Supply chain leadership is finding value in attributes formerly considered secondary: empathy and interpersonal characteristics known as soft skills.
Irrespective of the push toward increasing data and technology investment spend, applying soft skills in the supply chain can bridge communication gaps between data received and the relationships needed to understand it.
Los Angeles-based management consulting firm Korn Ferry’s recent research showed women overwhelmingly possess more soft skills than men. However, women supply chain professionals, on average, were paid 23 percent less than their male counterparts last year, according to findings in the Institute for Supply Management®’s (ISM®)’s 2022 Salary Survey.
Perhaps career placement and pay disparities underscore an evolving supply chain gender culture and a disconnect between desired soft skill attributes and the compensatory value placed on them. The term “soft skills” is an antithesis of its capabilities in action.
Uncertainty Supports Soft Skill Development
Data-driven technologies can assess real time supply and demand, as well as forecast what’s to come and when to change expectation, processes and corresponding spend. But in the face of imminent disruption, numbers and spreadsheets seldom tell the whole story nor provide the empathy needed to keep supply chain heads cool. There is value in chaos, identified and applied through soft skill integration.
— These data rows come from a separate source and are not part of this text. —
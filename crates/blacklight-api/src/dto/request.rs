//! Request DTOs with validation.

use chrono::{DateTime, NaiveDate, Utc};
use rust_decimal::Decimal;
use serde::{Deserialize, Serialize};
use uuid::Uuid;
use validator::Validate;

use blacklight_entity::ad::CreateAd;
use blacklight_entity::booking::BookingStatus;
use blacklight_entity::order::{OrderLine, OrderStatus, OrderType};
use blacklight_entity::product::{CreateProduct, ProductCategory, UpdateProduct};
use blacklight_entity::room::{CreateRoom, RoomType, UpdateRoom};
use blacklight_entity::user::UpdateProfile;
use blacklight_service::booking::ProposeBooking;
use blacklight_service::order::PlaceOrder;
use blacklight_service::user::{Credentials, Registration};

/// Registration request body.
#[derive(Debug, Clone, Serialize, Deserialize, Validate)]
#[serde(rename_all = "camelCase")]
pub struct RegisterRequest {
    #[validate(length(min = 1, max = 100, message = "Name is required"))]
    pub name: String,
    #[validate(email(message = "Invalid e-mail address"))]
    pub email: String,
    #[validate(length(min = 1, message = "Password is required"))]
    pub password: String,
    pub phone_number: Option<String>,
    pub location: Option<String>,
    pub image: Option<String>,
}

impl From<RegisterRequest> for Registration {
    fn from(req: RegisterRequest) -> Self {
        Self {
            name: req.name,
            email: req.email,
            password: req.password,
            phone_number: req.phone_number,
            location: req.location,
            image: req.image,
        }
    }
}

/// Login request body.
#[derive(Debug, Clone, Serialize, Deserialize, Validate)]
pub struct LoginRequest {
    #[validate(length(min = 1, message = "E-mail is required"))]
    pub email: String,
    #[validate(length(min = 1, message = "Password is required"))]
    pub password: String,
}

impl From<LoginRequest> for Credentials {
    fn from(req: LoginRequest) -> Self {
        Self {
            email: req.email,
            password: req.password,
        }
    }
}

/// Update profile request.
#[derive(Debug, Clone, Serialize, Deserialize, Validate)]
#[serde(rename_all = "camelCase")]
pub struct UpdateProfileRequest {
    #[validate(length(max = 100))]
    pub name: Option<String>,
    pub phone_number: Option<String>,
    pub location: Option<String>,
    pub image: Option<String>,
}

impl From<UpdateProfileRequest> for UpdateProfile {
    fn from(req: UpdateProfileRequest) -> Self {
        Self {
            name: req.name,
            phone_number: req.phone_number,
            location: req.location,
            image: req.image,
        }
    }
}

fn default_ps_model() -> String {
    "PS5".to_string()
}

fn default_true() -> bool {
    true
}

/// Create room request (admin).
#[derive(Debug, Clone, Serialize, Deserialize, Validate)]
#[serde(rename_all = "camelCase")]
pub struct CreateRoomRequest {
    #[validate(length(min = 1, max = 100))]
    pub name: String,
    pub description: Option<String>,
    pub image: Option<String>,
    #[serde(alias = "type")]
    pub room_type: RoomType,
    pub hourly_rate: Decimal,
    #[serde(default = "default_ps_model")]
    pub ps_model: String,
    #[serde(default = "default_true")]
    pub is_available: bool,
}

impl From<CreateRoomRequest> for CreateRoom {
    fn from(req: CreateRoomRequest) -> Self {
        Self {
            name: req.name,
            description: req.description,
            image: req.image,
            room_type: req.room_type,
            hourly_rate: req.hourly_rate,
            ps_model: req.ps_model,
            is_available: req.is_available,
        }
    }
}

/// Partial room update (admin).
#[derive(Debug, Clone, Default, Serialize, Deserialize, Validate)]
#[serde(rename_all = "camelCase")]
pub struct UpdateRoomRequest {
    #[validate(length(min = 1, max = 100))]
    pub name: Option<String>,
    pub description: Option<String>,
    pub image: Option<String>,
    #[serde(alias = "type")]
    pub room_type: Option<RoomType>,
    pub hourly_rate: Option<Decimal>,
    pub ps_model: Option<String>,
    pub is_available: Option<bool>,
}

impl From<UpdateRoomRequest> for UpdateRoom {
    fn from(req: UpdateRoomRequest) -> Self {
        Self {
            name: req.name,
            description: req.description,
            image: req.image,
            room_type: req.room_type,
            hourly_rate: req.hourly_rate,
            ps_model: req.ps_model,
            is_available: req.is_available,
        }
    }
}

/// `?date=YYYY-MM-DD`
#[derive(Debug, Clone, Deserialize)]
pub struct AvailabilityQuery {
    pub date: NaiveDate,
}

/// Booking request body.
#[derive(Debug, Clone, Serialize, Deserialize, Validate)]
#[serde(rename_all = "camelCase")]
pub struct CreateBookingRequest {
    pub room_id: Uuid,
    pub date: NaiveDate,
    #[validate(length(max = 256, message = "Too many hours selected"))]
    pub hours: Vec<i32>,
}

impl From<CreateBookingRequest> for ProposeBooking {
    fn from(req: CreateBookingRequest) -> Self {
        Self {
            room_id: req.room_id,
            date: req.date,
            hours: req.hours,
        }
    }
}

#[derive(Debug, Clone, Serialize, Deserialize, Validate)]
pub struct UpdateBookingStatusRequest {
    pub status: BookingStatus,
}

/// `?category=Drink`
#[derive(Debug, Clone, Default, Deserialize)]
pub struct ProductQuery {
    pub category: Option<ProductCategory>,
}

/// Create product request (admin).
#[derive(Debug, Clone, Serialize, Deserialize, Validate)]
#[serde(rename_all = "camelCase")]
pub struct CreateProductRequest {
    #[validate(length(min = 1, max = 100))]
    pub name: String,
    pub description: Option<String>,
    pub image: Option<String>,
    pub category: ProductCategory,
    pub price: Decimal,
    #[validate(range(min = 0, message = "Stock must not be negative"))]
    pub stock: i32,
}

impl From<CreateProductRequest> for CreateProduct {
    fn from(req: CreateProductRequest) -> Self {
        Self {
            name: req.name,
            description: req.description,
            image: req.image,
            category: req.category,
            price: req.price,
            stock: req.stock,
        }
    }
}

/// Partial product update (admin). Setting `stock` restocks.
#[derive(Debug, Clone, Default, Serialize, Deserialize, Validate)]
#[serde(rename_all = "camelCase")]
pub struct UpdateProductRequest {
    #[validate(length(min = 1, max = 100))]
    pub name: Option<String>,
    pub description: Option<String>,
    pub image: Option<String>,
    pub category: Option<ProductCategory>,
    pub price: Option<Decimal>,
    #[validate(range(min = 0, message = "Stock must not be negative"))]
    pub stock: Option<i32>,
}

impl From<UpdateProductRequest> for UpdateProduct {
    fn from(req: UpdateProductRequest) -> Self {
        Self {
            name: req.name,
            description: req.description,
            image: req.image,
            category: req.category,
            price: req.price,
            stock: req.stock,
        }
    }
}

/// Checkout request body.
#[derive(Debug, Clone, Serialize, Deserialize, Validate)]
#[serde(rename_all = "camelCase")]
pub struct PlaceOrderRequest {
    #[validate(length(min = 1, message = "An order needs at least one item"))]
    pub items: Vec<OrderLine>,
    pub order_type: OrderType,
    pub location: Option<String>,
    pub phone_number: Option<String>,
}

impl From<PlaceOrderRequest> for PlaceOrder {
    fn from(req: PlaceOrderRequest) -> Self {
        Self {
            items: req.items,
            order_type: req.order_type,
            location: req.location,
            phone_number: req.phone_number,
        }
    }
}

#[derive(Debug, Clone, Serialize, Deserialize, Validate)]
pub struct UpdateOrderStatusRequest {
    pub status: OrderStatus,
}

/// Create ad request (admin).
#[derive(Debug, Clone, Serialize, Deserialize, Validate)]
#[serde(rename_all = "camelCase")]
pub struct CreateAdRequest {
    #[validate(length(min = 1, max = 200))]
    pub title: String,
    pub description: Option<String>,
    pub image: Option<String>,
    #[validate(url)]
    pub link: Option<String>,
    #[serde(default)]
    pub is_permanent: bool,
    pub expires_at: Option<DateTime<Utc>>,
}

impl From<CreateAdRequest> for CreateAd {
    fn from(req: CreateAdRequest) -> Self {
        Self {
            title: req.title,
            description: req.description,
            image: req.image,
            link: req.link,
            is_permanent: req.is_permanent,
            expires_at: req.expires_at,
        }
    }
}
//! PostgreSQL implementations of the store traits.

pub mod ad;
pub mod booking;
pub mod order;
pub mod product;
pub mod room;
pub mod user;

pub use ad::AdRepository;
pub use booking::BookingRepository;
pub use order::OrderRepository;
pub use product::ProductRepository;
pub use room::RoomRepository;
pub use user::UserRepository;
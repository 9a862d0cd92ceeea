//! Balance related operations

use crate::error::AppErrors as Error;
use crate::model::balance::{Balance, BalancesResponse};

use super::ApiClient;

impl ApiClient {
    /// Get balances across all accounts.
    ///
    /// # Errors
    /// Will return errors if authentication fails or the API cannot be reached.
    #[tracing::instrument(name = "List balances", skip(self))]
    pub async fn balances(&self) -> Result<Vec<Balance>, Error> {
        let response: BalancesResponse = self.get("balances", &[]).await?;

        Ok(response.data.balances)
    }

    /// Get the balances of a single account.
    ///
    /// # Errors
    /// Will return errors if authentication fails or the API cannot be reached.
    #[tracing::instrument(name = "Get account balances", skip(self))]
    pub async fn account_balances(&self, account_id: &str) -> Result<Vec<Balance>, Error> {
        let response: BalancesResponse = self
            .get(&format!("accounts/{account_id}/balances"), &[])
            .await?;

        Ok(response.data.balances)
    }
}
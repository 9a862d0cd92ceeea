//! Standing order related operations

use crate::error::AppErrors as Error;
use crate::model::standing_order::{StandingOrder, StandingOrdersResponse};

use super::ApiClient;

impl ApiClient {
    /// Get standing orders across all accounts.
    ///
    /// # Errors
    /// Will return errors if authentication fails or the API cannot be reached.
    #[tracing::instrument(name = "List standing orders", skip(self))]
    pub async fn standing_orders(&self) -> Result<Vec<StandingOrder>, Error> {
        let response: StandingOrdersResponse = self.get("standing-orders", &[]).await?;

        Ok(response.data.standing_orders)
    }

    /// Get the standing orders of a single account.
    ///
    /// # Errors
    /// Will return errors if authentication fails or the API cannot be reached.
    #[tracing::instrument(name = "Get account standing orders", skip(self))]
    pub async fn account_standing_orders(
        &self,
        account_id: &str,
    ) -> Result<Vec<StandingOrder>, Error> {
        let response: StandingOrdersResponse = self
            .get(&format!("accounts/{account_id}/standing-orders"), &[])
            .await?;

        Ok(response.data.standing_orders)
    }
}
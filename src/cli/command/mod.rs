//! Command handlers
//!
//! One module per subcommand group. Every read command goes through
//! [`client`], which enforces the local token preconditions before any
//! network call is made.

pub mod accounts;
pub mod balances;
pub mod beneficiaries;
pub mod config;
pub mod direct_debits;
pub mod standing_orders;
pub mod statements;
pub mod transactions;

use crate::client::ApiClient;
use crate::error::AppErrors as Error;
use crate::settings::SettingsStore;

/// Build an authenticated client from the default settings store.
pub(crate) fn client() -> Result<ApiClient, Error> {
    let store = SettingsStore::new()?;

    authorised_client(&store)
}

/// The local auth gate: a stored, unexpired token is required before the
/// command may touch the network.
pub(crate) fn authorised_client(store: &SettingsStore) -> Result<ApiClient, Error> {
    let settings = store.load()?;
    if !settings.is_configured() {
        return Err(Error::TokenNotConfigured);
    }
    if !settings.has_valid_token() {
        return Err(Error::TokenExpired);
    }

    ApiClient::new(&settings)
}

// -- Tests ----------------------------------------------------------------

#[cfg(test)]
mod test {
    use chrono::Utc;

    use super::authorised_client;
    use crate::error::AppErrors as Error;
    use crate::tests::test::{configured_settings, test_store};

    #[test]
    fn missing_token_fails_the_gate_locally() {
        // Arrange
        let (store, _tmp) = test_store();

        // Act
        let result = authorised_client(&store);

        // Assert
        assert!(matches!(result, Err(Error::TokenNotConfigured)));
    }

    #[test]
    fn expired_token_fails_the_gate_locally() {
        let (store, _tmp) = test_store();
        let mut settings = configured_settings();
        settings.set_expiry(Utc::now().timestamp_millis() - 1_000);
        store.save(&settings).unwrap();

        assert!(matches!(
            authorised_client(&store),
            Err(Error::TokenExpired)
        ));
    }

    #[test]
    fn valid_token_passes_the_gate() {
        let (store, _tmp) = test_store();
        store.save(&configured_settings()).unwrap();

        assert!(authorised_client(&store).is_ok());
    }
}
//! Models for the transactions endpoint

use serde::{Deserialize, Serialize};

use super::{Amount, CreditDebitIndicator};

#[derive(Debug, Deserialize)]
pub struct TransactionsResponse {
    #[serde(rename = "Data")]
    pub data: TransactionsData,
}

#[derive(Debug, Default, Deserialize)]
pub struct TransactionsData {
    #[serde(rename = "Transaction", default)]
    pub transactions: Vec<Transaction>,
}

#[derive(Clone, Debug, Deserialize, Serialize)]
pub struct Transaction {
    #[serde(rename = "TransactionId")]
    pub transaction_id: String,

    #[serde(rename = "AccountId", skip_serializing_if = "Option::is_none")]
    pub account_id: Option<String>,

    #[serde(rename = "BookingDateTime", skip_serializing_if = "Option::is_none")]
    pub booking_date_time: Option<String>,

    #[serde(rename = "Amount", skip_serializing_if = "Option::is_none")]
    pub amount: Option<Amount>,

    #[serde(
        rename = "CreditDebitIndicator",
        skip_serializing_if = "Option::is_none"
    )]
    pub credit_debit_indicator: Option<CreditDebitIndicator>,

    #[serde(rename = "Status", skip_serializing_if = "Option::is_none")]
    pub status: Option<String>,

    #[serde(flatten)]
    pub other: serde_json::Map<String, serde_json::Value>,
}

// -- Tests ----------------------------------------------------------------

#[cfg(test)]
mod test {
    use serde_json::json;

    use super::TransactionsResponse;

    #[test]
    fn transactions_envelope_unwraps() {
        // Arrange
        let body = json!({
            "Data": {
                "Transaction": [{
                    "TransactionId": "tx-123",
                    "AccountId": "22289",
                    "BookingDateTime": "2024-01-03T10:43:07+00:00",
                    "Amount": { "Amount": "10.00", "Currency": "GBP" },
                    "CreditDebitIndicator": "Debit",
                    "Status": "Booked"
                }]
            }
        });

        // Act
        let response: TransactionsResponse = serde_json::from_value(body).unwrap();

        // Assert
        let tx = &response.data.transactions[0];
        assert_eq!(tx.transaction_id, "tx-123");
        assert_eq!(tx.status.as_deref(), Some("Booked"));
    }

    #[test]
    fn unknown_fields_survive_the_round_trip() {
        let raw = json!({
            "TransactionId": "tx-123",
            "BookingDateTime": "2024-01-03T10:43:07+00:00",
            "TransactionInformation": "Cash from Aubrey",
            "BankTransactionCode": { "Code": "ReceivedCreditTransfer" }
        });

        let tx: super::Transaction = serde_json::from_value(raw.clone()).unwrap();
        let serialised = serde_json::to_value(&tx).unwrap();

        assert_eq!(serialised, raw);
    }
}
Of 55,000 professionals from 90 countries participating in the Korn Ferry study, women scored higher than men in emotional intelligence proficiencies — though men and women showed equal emotional self-control. In addition, women were 86 percent more likely to practice emotional self-awareness consistently on the job compared to men. The study also stated women outperformed men in coaching, mentoring, influencing, inspirational leadership, conflict management, organizational awareness, adaptability and teamwork — all essential to effectively manage and resolve supply chain chaos.
Coveted soft skills assisting in many levels of the supply management profession, from entry-level through C-suite, include acuity in communication, flexibility, teamwork and collaborative learning. Many studies show that these attributes enable open, dynamic and scalable ideation amid converging thoughts, processes and goals. Employees that hone motivation, people and stress management, complexity and change management, negotiating and leadership can provide internal and external resources to hedge loss.
Soft Skills Aren’t Learned but Practiced
Misnomers about emotional intelligence have been echoed by men and women. Some believe soft skills are part of DNA; either one is born with them or not. Others embrace soft skill talents as female-based assets not readily available to men. California-based human and financial management SaaS (software as a service) consultancy Workday Inc. partnered with New York professional services company Bloomberg Next on a 2018 study, in which participants from 100 education institutions and 100 U.S. companies noted an emphasis on technological and scientific prowess from students and emerging professionals, with soft skills being amiss.
Even for people earnest in acquiring soft skills, sustaining teachings cannot be found in a two-hour webinar, textbook or downloadable PDF. Soft skills, according to an article in the Harvard Business Review, come from a willingness to change, practiced through learned behaviors. Similar to a life coach, a soft skills expert brings the study of emotional intelligence impacting career and personal life. The process of soft skill learning, indicated in a recent Indeed article, helps identify outdated, self-limiting behavioral patterns, replacing them with new ones put into day-to-day practice.
Over time, perceptions of people, obstacles and opportunities expand. Daniel White, an organizational development consultant at Kansas-based AGH, highlighted six steps to improving soft skills, enabling greater collaboration and problem-solving. However, soft skills proficiency comes with an honest acceptance for change and a continued commitment to its application per individual, teams, departments and across genders, he said.